#### Provided material ####

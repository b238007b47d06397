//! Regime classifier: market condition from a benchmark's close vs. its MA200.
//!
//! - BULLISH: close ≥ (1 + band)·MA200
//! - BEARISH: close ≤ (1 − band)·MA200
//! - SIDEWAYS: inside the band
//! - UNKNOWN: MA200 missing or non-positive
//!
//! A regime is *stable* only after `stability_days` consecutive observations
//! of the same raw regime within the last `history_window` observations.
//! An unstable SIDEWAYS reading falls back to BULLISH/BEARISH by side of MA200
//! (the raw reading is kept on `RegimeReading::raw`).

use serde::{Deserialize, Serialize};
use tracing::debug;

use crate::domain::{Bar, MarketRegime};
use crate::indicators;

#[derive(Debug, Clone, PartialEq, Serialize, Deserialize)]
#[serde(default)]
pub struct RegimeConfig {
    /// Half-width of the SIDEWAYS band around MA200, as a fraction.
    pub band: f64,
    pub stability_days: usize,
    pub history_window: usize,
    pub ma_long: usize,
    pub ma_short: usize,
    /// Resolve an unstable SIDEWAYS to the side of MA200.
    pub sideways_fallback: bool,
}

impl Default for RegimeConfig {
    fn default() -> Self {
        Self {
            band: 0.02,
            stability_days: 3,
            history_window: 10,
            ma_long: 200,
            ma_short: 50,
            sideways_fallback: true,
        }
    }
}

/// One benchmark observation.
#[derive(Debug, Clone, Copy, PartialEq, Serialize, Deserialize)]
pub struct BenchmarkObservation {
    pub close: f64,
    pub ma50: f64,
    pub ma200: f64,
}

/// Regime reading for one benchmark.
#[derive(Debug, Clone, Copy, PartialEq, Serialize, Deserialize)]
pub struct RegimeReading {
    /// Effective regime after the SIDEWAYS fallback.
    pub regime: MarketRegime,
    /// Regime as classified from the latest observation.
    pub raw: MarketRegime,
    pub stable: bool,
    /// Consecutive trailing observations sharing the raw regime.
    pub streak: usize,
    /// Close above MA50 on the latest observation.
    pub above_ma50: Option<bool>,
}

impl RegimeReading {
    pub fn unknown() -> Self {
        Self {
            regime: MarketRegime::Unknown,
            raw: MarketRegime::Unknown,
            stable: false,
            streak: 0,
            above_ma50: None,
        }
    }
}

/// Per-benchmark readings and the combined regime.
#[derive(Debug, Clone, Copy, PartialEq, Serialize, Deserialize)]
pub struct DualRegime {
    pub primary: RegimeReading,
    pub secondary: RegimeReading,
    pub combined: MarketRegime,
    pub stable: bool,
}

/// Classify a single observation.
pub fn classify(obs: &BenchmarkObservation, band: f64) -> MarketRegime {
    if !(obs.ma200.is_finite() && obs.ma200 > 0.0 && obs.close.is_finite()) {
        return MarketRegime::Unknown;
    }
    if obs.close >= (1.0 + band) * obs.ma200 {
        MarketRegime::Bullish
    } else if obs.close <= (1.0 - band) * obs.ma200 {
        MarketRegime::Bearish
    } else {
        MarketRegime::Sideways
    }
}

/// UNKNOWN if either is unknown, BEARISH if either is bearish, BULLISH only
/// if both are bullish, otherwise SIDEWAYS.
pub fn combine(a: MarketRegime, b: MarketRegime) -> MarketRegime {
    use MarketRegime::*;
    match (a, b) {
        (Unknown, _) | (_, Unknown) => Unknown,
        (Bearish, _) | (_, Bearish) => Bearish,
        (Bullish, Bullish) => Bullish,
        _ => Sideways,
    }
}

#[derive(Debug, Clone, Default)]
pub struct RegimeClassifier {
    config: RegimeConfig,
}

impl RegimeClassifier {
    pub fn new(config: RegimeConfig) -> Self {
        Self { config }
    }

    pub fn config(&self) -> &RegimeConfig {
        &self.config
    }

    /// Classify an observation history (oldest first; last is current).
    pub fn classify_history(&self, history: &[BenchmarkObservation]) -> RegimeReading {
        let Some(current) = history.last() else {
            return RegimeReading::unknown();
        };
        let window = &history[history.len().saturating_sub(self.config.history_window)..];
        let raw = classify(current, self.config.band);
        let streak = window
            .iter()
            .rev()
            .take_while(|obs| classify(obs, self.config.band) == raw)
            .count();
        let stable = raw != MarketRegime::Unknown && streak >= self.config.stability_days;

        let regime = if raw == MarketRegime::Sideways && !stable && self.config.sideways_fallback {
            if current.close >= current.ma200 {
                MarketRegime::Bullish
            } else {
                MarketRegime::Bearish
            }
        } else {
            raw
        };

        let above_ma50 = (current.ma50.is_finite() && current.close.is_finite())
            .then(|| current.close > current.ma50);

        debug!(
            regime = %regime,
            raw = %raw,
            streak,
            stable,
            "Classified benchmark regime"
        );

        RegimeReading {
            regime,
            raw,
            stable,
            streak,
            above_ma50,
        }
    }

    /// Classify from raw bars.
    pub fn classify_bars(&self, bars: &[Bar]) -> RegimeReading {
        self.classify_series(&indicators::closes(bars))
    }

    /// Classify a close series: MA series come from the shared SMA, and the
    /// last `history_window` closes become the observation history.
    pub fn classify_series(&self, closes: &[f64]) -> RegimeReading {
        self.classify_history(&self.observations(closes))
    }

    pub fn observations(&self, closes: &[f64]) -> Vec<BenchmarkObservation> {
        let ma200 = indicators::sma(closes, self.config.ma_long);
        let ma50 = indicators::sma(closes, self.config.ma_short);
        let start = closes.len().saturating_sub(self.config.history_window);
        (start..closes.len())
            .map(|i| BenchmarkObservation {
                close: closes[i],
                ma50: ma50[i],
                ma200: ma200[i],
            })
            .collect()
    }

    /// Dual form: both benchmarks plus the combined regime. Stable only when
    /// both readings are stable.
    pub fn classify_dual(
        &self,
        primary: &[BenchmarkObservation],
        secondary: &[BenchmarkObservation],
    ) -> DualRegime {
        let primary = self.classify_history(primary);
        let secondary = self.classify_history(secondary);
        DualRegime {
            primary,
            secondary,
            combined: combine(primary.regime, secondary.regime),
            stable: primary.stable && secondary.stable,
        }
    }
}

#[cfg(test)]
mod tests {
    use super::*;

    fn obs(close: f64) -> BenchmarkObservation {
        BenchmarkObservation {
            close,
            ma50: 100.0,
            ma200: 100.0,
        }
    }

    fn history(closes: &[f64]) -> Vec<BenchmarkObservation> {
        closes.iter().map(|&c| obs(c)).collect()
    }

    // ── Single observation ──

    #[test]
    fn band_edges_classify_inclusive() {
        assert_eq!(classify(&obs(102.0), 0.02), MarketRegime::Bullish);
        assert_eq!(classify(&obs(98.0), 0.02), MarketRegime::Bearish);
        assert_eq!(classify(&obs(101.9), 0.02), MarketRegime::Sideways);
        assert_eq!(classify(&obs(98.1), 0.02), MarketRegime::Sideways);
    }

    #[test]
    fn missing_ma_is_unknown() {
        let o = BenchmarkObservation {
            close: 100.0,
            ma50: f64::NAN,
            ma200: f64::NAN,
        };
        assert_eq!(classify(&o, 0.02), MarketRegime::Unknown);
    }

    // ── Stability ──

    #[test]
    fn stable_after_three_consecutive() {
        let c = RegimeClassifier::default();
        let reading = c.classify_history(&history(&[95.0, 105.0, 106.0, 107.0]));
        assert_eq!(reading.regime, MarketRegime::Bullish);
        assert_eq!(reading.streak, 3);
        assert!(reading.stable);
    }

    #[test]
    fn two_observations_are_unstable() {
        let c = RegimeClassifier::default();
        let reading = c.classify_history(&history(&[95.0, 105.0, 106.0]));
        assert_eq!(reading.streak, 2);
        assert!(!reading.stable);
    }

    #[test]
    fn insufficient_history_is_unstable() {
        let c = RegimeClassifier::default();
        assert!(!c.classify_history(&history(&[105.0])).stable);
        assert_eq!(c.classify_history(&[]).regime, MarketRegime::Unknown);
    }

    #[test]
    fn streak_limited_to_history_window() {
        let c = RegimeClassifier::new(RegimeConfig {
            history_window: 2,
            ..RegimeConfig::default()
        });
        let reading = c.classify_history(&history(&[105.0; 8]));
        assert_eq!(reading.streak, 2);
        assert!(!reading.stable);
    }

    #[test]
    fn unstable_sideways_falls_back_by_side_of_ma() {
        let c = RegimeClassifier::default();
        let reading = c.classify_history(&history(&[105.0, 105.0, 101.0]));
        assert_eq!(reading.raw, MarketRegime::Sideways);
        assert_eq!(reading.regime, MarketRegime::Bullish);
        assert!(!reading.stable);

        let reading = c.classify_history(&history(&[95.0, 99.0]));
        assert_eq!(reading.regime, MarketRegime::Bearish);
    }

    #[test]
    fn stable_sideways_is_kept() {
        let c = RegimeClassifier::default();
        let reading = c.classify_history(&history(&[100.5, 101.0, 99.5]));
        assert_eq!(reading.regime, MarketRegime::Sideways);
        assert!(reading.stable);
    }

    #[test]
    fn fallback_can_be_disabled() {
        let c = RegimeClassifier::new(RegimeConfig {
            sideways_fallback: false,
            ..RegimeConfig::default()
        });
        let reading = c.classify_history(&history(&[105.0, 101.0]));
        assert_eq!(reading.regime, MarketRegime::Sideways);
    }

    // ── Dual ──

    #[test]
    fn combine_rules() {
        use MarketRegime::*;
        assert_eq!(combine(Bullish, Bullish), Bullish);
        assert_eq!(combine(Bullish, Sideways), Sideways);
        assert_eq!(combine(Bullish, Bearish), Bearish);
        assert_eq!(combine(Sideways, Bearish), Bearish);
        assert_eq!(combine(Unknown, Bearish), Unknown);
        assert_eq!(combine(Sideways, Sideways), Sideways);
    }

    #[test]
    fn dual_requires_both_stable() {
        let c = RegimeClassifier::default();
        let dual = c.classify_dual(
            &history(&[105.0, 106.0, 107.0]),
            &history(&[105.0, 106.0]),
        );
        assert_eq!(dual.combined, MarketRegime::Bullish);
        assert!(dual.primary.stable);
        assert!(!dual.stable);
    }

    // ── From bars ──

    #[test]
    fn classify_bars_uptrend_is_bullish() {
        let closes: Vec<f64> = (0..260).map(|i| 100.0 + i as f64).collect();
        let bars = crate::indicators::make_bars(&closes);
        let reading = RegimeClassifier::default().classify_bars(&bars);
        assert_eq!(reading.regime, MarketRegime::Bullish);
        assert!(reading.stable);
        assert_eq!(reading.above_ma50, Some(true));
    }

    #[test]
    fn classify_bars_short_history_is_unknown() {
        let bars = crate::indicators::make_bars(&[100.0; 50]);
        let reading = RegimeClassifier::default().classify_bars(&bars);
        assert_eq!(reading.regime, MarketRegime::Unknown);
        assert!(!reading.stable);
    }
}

####

» **What to produce**:
Where a line of the data holds "RegimeReading", show that line.

» **Result for this task**:
//! (the raw reading is kept on `RegimeReading::raw`).
pub struct RegimeReading {
impl RegimeReading {
    pub primary: RegimeReading,
    pub secondary: RegimeReading,
    pub fn classify_history(&self, history: &[BenchmarkObservation]) -> RegimeReading {
            return RegimeReading::unknown();
        RegimeReading {
    pub fn classify_bars(&self, bars: &[Bar]) -> RegimeReading {
    pub fn classify_series(&self, closes: &[f64]) -> RegimeReading {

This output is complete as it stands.